MSNBC Gives Platform to Former NAACP Chief to Blast Voter ID Laws As 'Racist In Intent'

December 8th, 2011 12:47 PM

All this week MSNBC is giving Politics Nation host Al Sharpton a platform to attack voter ID laws as a move to "Block the Vote" and keep black voters from the polls.

To help drive more viewers to tune in, the network is having daytime news anchors run segments critical of such voter ID laws. Today during the 11 a.m. Eastern hour of MSNBC programming, anchor Thomas Roberts interviewed former NAACP chairman Julian Bond, who insisted that voter ID laws were "racist in intent" [MP3 audio here; video available here]:

THOMAS ROBERTS: Sir, when it comes down to it, at their core, are these laws racist or is it more complicated, more political than just easing it off on that?

JULIAN BOND, NAACP chairman emeritus: It's more complicated than that. They are racist in intent and aimed at vulnerable people in our population.
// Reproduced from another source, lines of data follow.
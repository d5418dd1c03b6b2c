use crate::{contig::Contig, store::SequenceFormat};

use bstr::ByteSlice;
use std::fmt::Write;

/// Quality used for FASTQ contigs when a member carried none
const UNKNOWN_QUALITY: char = '!';

// Write FASTA record
pub fn write_fasta<T: Write>(contig: &Contig, stream: &mut T) -> std::fmt::Result {
    writeln!(stream, ">{} {}", contig.record.id, contig.description())?;
    writeln!(stream, "{}", contig.record.sequence.to_str_lossy())
}

// Write FASTQ record
pub fn write_fastq<T: Write>(contig: &Contig, stream: &mut T) -> std::fmt::Result {
    writeln!(stream, "@{} {}", contig.record.id, contig.description())?;
    writeln!(stream, "{}", contig.record.sequence.to_str_lossy())?;
    writeln!(stream, "+")?;
    match &contig.record.quality {
        Some(qual) if qual.len() == contig.len() => {
            writeln!(stream, "{}", qual.to_str_lossy())
        }
        _ => {
            let filler: String =
                std::iter::repeat(UNKNOWN_QUALITY).take(contig.len()).collect();
            writeln!(stream, "{}", filler)
        }
    }
}

pub fn contig_string(contig: &Contig, format: SequenceFormat) -> String {
    let mut result = String::new();
    let res = match format {
        SequenceFormat::Fasta => write_fasta(contig, &mut result),
        SequenceFormat::Fastq => write_fastq(contig, &mut result),
    };
    debug_assert!(res.is_ok());
    result
}

/// Serializes one contig onto an output stream
pub fn write_contig<W: std::io::Write>(
    contig: &Contig,
    format: SequenceFormat,
    out: &mut W,
) -> std::io::Result<()> {
    out.write_all(contig_string(contig, format).as_bytes())
}

#[cfg(test)]
mod tests {
    use super::*;
    use crate::sequence::{Fragment, Orientation};

    fn contig(quality: Option<&[u8]>) -> Contig {
        let mut record = Fragment::new(b"contig1", b"ACGTACGTTTTT");
        if let Some(q) = quality {
            record = record.with_quality(q);
        }
        Contig {
            record,
            members: vec![
                ("F1".into(), Orientation::Forward),
                ("F2".into(), Orientation::Backward),
            ],
        }
    }

    #[test]
    fn print_fasta() {
        let string = contig_string(&contig(None), SequenceFormat::Fasta);
        assert_eq!(string, ">contig1 members=F1+,F2-\nACGTACGTTTTT\n");
    }

    #[test]
    fn print_fastq() {
        let string = contig_string(
            &contig(Some(b"IIIIIIIIHHHH")),
            SequenceFormat::Fastq,
        );
        assert_eq!(
            string,
            "@contig1 members=F1+,F2-\nACGTACGTTTTT\n+\nIIIIIIIIHHHH\n"
        );

        let string = contig_string(&contig(None), SequenceFormat::Fastq);
        assert!(string.ends_with("+\n!!!!!!!!!!!!\n"));
    }

    #[test]
    fn write_to_io() {
        let mut out: Vec<u8> = Vec::new();
        write_contig(&contig(None), SequenceFormat::Fasta, &mut out).unwrap();
        write_contig(&contig(None), SequenceFormat::Fasta, &mut out).unwrap();
        assert_eq!(out.lines().count(), 4);
    }
}
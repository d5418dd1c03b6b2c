use std::{error, fmt};

use bstr::{BString, ByteSlice};

pub type SAMFieldResult<T> = Result<T, ParseFieldError>;
pub type SAMResult<T> = Result<T, ParseError>;

#[derive(Debug, Clone, Copy, PartialEq, Eq)]
#[cfg_attr(feature = "serde1", derive(serde::Serialize, serde::Deserialize))]
pub enum ParserTolerance {
    IgnoreAll,
    Safe,
    Pedantic,
}

impl Default for ParserTolerance {
    fn default() -> Self {
        Self::Safe
    }
}

#[derive(Debug, Clone, PartialEq, Eq)]
pub enum ParseFieldError {
    /// A field that must be text held invalid UTF-8.
    Utf8Error,
    /// A numeric field held something else.
    ParseFromStringError,
    /// A mandatory column, named as in the SAM format, was malformed.
    InvalidField(&'static str),
    /// The optional field carrying the alignment score was missing or
    /// wasn't an integer.
    MissingScore([u8; 2]),
    /// The line ended before all mandatory columns were read.
    MissingFields,
}

macro_rules! impl_many_from {
    ($to:ty, ($from:ty, $out:expr)) => (
        impl From<$from> for $to {
            fn from(_: $from) -> Self {
                $out
            }
        }
    );
    ($to:ty, ($from:ty, $out:expr), $(($f:ty, $o:expr)),* $(,)?) => (
        impl From<$from> for $to {
            fn from(_: $from) -> Self {
                $out
            }
        }
        impl_many_from!($to, $(($f, $o)),*);
    );
}

impl_many_from!(
    ParseFieldError,
    (bstr::Utf8Error, ParseFieldError::Utf8Error),
    (
        std::num::ParseIntError,
        ParseFieldError::ParseFromStringError
    ),
);

impl fmt::Display for ParseFieldError {
    fn fmt(&self, f: &mut fmt::Formatter<'_>) -> fmt::Result {
        use ParseFieldError as PFE;
        match self {
            PFE::Utf8Error => {
                write!(f, "Field is not valid UTF-8")
            }
            PFE::ParseFromStringError => {
                write!(f, "Field is not a valid number")
            }
            PFE::InvalidField(field) => {
                write!(f, "Malformed `{}` column", field)
            }
            PFE::MissingScore(tag) => write!(
                f,
                "Alignment score tag `{}{}:i` is missing",
                char::from(tag[0]),
                char::from(tag[1])
            ),
            PFE::MissingFields => write!(f, "Too few columns"),
        }
    }
}

impl error::Error for ParseFieldError {}

/// Type encapsulating the errors raised while reading alignments or
/// sequence records
#[derive(Debug)]
pub enum ParseError {
    /// Blank line; always skippable.
    EmptyLine,
    /// The record did not align. Skipped by the reader rather than a
    /// fail condition.
    Unmapped,
    /// A SAM line was rejected; carries the offending line.
    InvalidLine(ParseFieldError, String),
    /// A field failed before the line was known.
    InvalidField(ParseFieldError),
    /// Sequence content was neither FASTA nor FASTQ.
    UnknownFormat,
    /// A FASTA/FASTQ record was cut short or malformed.
    InvalidRecord(String),
    /// Two sequence records share an identifier.
    DuplicateId(BString),
    IOError(std::io::Error),
}

impl fmt::Display for ParseError {
    fn fmt(&self, f: &mut fmt::Formatter<'_>) -> fmt::Result {
        use ParseError as PE;
        match self {
            PE::EmptyLine => write!(f, "Line was empty"),
            PE::Unmapped => write!(f, "Record is unmapped"),
            PE::InvalidLine(field_err, line) => {
                write!(f, "{} in SAM line `{}`", field_err, line)
            }
            PE::InvalidField(field_err) => {
                write!(f, "Bad field: {}", field_err)
            }
            PE::UnknownFormat => {
                write!(f, "Sequence content is neither FASTA nor FASTQ")
            }
            PE::InvalidRecord(header) => {
                write!(f, "Malformed sequence record `{}`", header)
            }
            PE::DuplicateId(id) => {
                write!(f, "Duplicate sequence identifier `{}`", id)
            }
            PE::IOError(err) => write!(f, "I/O error: {}", err),
        }
    }
}

impl From<std::io::Error> for ParseError {
    #[inline]
    fn from(err: std::io::Error) -> Self {
        Self::IOError(err)
    }
}

impl From<ParseFieldError> for ParseError {
    #[inline]
    fn from(err: ParseFieldError) -> Self {
        Self::InvalidField(err)
    }
}

impl error::Error for ParseError {
    fn source(&self) -> Option<&(dyn error::Error + 'static)> {
        match self {
            ParseError::IOError(err) => Some(err),
            ParseError::InvalidLine(err, _) => Some(err),
            ParseError::InvalidField(err) => Some(err),
            _ => None,
        }
    }
}

impl ParseError {
    #[inline]
    pub(crate) fn invalid_line(error: ParseFieldError, line: &[u8]) -> Self {
        Self::InvalidLine(error, line.to_str_lossy().into_owned())
    }

    #[inline]
    pub(crate) fn invalid_record(header: &[u8]) -> Self {
        Self::InvalidRecord(header.to_str_lossy().into_owned())
    }

    #[inline]
    pub fn can_safely_continue(&self, tol: &ParserTolerance) -> bool {
        use ParserTolerance as Tol;
        match tol {
            Tol::IgnoreAll => !matches!(self, ParseError::IOError(_)),
            Tol::Safe => {
                matches!(self, ParseError::EmptyLine | ParseError::Unmapped)
            }
            Tol::Pedantic => false,
        }
    }
}

#[cfg(test)]
mod tests {
    use super::*;

    #[test]
    fn tolerance_levels() {
        let empty = ParseError::EmptyLine;
        let unmapped = ParseError::Unmapped;
        let bad = ParseError::invalid_line(
            ParseFieldError::InvalidField("POS"),
            b"r1\t0\tr2\tx",
        );

        assert!(empty.can_safely_continue(&ParserTolerance::Safe));
        assert!(unmapped.can_safely_continue(&ParserTolerance::Safe));
        assert!(!bad.can_safely_continue(&ParserTolerance::Safe));
        assert!(bad.can_safely_continue(&ParserTolerance::IgnoreAll));
        assert!(!empty.can_safely_continue(&ParserTolerance::Pedantic));
    }

    #[test]
    fn messages_name_the_problem() {
        let err = ParseError::from(ParseFieldError::MissingScore(*b"AS"));
        assert_eq!(
            err.to_string(),
            "Bad field: Alignment score tag `AS:i` is missing"
        );

        let err = ParseError::DuplicateId("read7".into());
        assert_eq!(err.to_string(), "Duplicate sequence identifier `read7`");
    }
}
Earlier in the interview, Roberts tossed a softball to Bond by asking the civil rights movement veteran, "What are the parallels between what happened back in the '60s and now 50 years later what we're seeing today?"

Bond compared today's GOP with the 1960s Southern Democrats, who were "allied against the right of black people to vote" and suggested that all the Southern Democrats who worked to block blacks from voting quickly migrated to the GOP, where they're still active to this day seeking to undermine the vote.

At no point did Roberts question Bond's conspiratorial view, nor did Roberts ask Bond what the NAACP was doing to help black voters who lack photo ID to obtain them before next November.

 

Roberts also left unmentioned that some states with voter ID requirements offer free voter ID cards, including Deep South states like Georgia and South Carolina. In November, voters in Mississippi approved a constitutional amendment that would require photo IDs to vote but ensure that "any voter lacking government issued photo identification may obtain photo identification without charge from the Mississippi Department of Public Safety."

What's more, as a review of the state voter ID laws at the National Conference of State Legislatures website shows, some states allows voters without ID to vote provided they sign an affidavit affirming under penalty of perjury that they are the person they claim to be. What's more most states allow provisional balloting such that no one would be turned away from the polls by election officials for lack of a photo ID.

After thanking Bond at the end of the segment, Roberts issued the obligatory plug for his colleague Sharpton:

And be sure to watch our special series, "Block the Vote," an investigation of new voting laws around this country. It's airing all this week on Politics Nation with Rev. Al Sharpton, 6 p.m. Eastern, right here only on MSNBC.